▸ **Aim of the exercise**: Find every line in the records below that holds the word "clamp", and copy each one.

╭─ Extracted material

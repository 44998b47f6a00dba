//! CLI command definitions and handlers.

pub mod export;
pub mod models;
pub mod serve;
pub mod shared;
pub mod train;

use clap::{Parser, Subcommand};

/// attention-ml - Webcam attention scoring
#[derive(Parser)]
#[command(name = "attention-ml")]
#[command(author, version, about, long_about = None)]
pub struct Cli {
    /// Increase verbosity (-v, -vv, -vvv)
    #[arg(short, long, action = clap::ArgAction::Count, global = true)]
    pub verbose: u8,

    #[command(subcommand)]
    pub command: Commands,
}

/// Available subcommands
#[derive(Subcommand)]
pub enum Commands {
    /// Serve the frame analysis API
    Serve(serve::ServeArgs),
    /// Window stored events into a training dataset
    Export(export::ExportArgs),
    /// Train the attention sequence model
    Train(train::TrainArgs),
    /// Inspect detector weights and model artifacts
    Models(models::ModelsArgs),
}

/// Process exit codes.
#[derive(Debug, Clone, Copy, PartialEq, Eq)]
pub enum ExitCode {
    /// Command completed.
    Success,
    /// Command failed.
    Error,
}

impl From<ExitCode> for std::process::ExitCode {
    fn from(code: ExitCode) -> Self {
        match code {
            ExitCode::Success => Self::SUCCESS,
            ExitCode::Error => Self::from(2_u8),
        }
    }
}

╰─
╭─ Extracted material

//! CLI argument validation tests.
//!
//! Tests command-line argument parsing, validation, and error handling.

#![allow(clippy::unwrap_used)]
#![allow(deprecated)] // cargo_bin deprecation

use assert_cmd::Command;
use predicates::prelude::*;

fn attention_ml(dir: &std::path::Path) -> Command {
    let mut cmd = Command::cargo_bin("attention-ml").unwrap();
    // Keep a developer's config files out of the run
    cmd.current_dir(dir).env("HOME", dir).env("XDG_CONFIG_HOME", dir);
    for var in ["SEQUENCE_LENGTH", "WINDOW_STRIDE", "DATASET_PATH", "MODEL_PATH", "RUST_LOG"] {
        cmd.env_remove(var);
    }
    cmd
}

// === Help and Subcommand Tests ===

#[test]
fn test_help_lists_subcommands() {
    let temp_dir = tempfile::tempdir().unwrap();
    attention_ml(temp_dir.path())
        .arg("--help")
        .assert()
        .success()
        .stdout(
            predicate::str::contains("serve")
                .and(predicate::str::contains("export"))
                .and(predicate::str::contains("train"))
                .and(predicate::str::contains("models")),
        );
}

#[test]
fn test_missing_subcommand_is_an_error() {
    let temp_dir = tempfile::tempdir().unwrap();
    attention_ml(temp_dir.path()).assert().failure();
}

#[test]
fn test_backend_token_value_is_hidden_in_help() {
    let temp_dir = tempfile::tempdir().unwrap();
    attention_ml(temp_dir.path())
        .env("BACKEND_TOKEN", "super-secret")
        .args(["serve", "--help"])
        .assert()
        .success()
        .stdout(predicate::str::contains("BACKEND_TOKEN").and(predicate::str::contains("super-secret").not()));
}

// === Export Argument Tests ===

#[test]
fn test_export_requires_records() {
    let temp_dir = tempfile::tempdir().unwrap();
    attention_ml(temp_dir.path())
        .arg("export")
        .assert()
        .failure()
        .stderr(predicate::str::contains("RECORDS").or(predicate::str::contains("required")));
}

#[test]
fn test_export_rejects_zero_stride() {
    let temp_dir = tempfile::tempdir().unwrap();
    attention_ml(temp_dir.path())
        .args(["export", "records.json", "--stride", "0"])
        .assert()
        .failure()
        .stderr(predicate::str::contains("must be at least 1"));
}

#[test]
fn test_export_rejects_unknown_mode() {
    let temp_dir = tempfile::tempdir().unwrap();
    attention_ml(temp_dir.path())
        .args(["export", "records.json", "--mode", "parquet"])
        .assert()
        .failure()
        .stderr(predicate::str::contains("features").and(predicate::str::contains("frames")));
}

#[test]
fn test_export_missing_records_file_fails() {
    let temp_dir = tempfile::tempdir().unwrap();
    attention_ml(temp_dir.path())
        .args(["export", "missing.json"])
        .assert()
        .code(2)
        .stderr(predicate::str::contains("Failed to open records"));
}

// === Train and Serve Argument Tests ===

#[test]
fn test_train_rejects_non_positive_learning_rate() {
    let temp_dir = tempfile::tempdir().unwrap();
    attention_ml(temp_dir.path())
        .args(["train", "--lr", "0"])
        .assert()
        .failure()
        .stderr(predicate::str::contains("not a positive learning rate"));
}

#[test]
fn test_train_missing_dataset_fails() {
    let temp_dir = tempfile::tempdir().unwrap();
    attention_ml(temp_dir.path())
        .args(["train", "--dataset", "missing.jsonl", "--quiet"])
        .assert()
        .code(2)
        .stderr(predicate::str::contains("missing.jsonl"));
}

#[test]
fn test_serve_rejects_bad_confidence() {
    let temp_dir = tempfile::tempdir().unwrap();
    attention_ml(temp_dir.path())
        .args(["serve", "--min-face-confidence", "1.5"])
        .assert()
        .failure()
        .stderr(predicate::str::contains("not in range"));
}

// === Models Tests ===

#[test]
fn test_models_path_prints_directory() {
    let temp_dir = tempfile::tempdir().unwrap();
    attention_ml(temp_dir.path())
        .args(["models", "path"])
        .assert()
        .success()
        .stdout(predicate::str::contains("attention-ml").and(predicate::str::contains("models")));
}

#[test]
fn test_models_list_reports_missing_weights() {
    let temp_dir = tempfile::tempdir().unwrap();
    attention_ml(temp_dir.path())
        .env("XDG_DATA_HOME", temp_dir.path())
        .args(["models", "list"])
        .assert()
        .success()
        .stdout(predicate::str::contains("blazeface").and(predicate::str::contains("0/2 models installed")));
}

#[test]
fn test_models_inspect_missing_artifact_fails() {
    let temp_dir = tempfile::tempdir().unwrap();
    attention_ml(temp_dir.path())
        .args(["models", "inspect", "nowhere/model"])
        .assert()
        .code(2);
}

╰─
╭─ Extracted material

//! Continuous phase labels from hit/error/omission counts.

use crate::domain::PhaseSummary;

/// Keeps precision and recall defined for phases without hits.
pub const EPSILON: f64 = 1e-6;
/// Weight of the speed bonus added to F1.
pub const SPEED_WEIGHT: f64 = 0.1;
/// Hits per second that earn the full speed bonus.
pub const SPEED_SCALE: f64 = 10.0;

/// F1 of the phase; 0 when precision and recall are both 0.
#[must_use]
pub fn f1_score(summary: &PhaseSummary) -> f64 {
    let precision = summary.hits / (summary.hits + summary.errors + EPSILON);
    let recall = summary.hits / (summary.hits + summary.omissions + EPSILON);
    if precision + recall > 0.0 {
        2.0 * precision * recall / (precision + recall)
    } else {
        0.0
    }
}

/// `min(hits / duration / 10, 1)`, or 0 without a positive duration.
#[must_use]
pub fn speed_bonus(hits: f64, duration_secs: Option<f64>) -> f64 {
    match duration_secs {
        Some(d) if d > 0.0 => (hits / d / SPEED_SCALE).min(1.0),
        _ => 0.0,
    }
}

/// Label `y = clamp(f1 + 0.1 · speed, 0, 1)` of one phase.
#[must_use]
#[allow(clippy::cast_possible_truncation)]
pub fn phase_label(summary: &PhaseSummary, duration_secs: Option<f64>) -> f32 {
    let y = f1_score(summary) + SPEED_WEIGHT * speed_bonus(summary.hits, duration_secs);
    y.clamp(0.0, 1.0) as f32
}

╰─

▸ **Reply to the exercise**:
/// Label `y = clamp(f1 + 0.1 · speed, 0, 1)` of one phase.
    y.clamp(0.0, 1.0) as f32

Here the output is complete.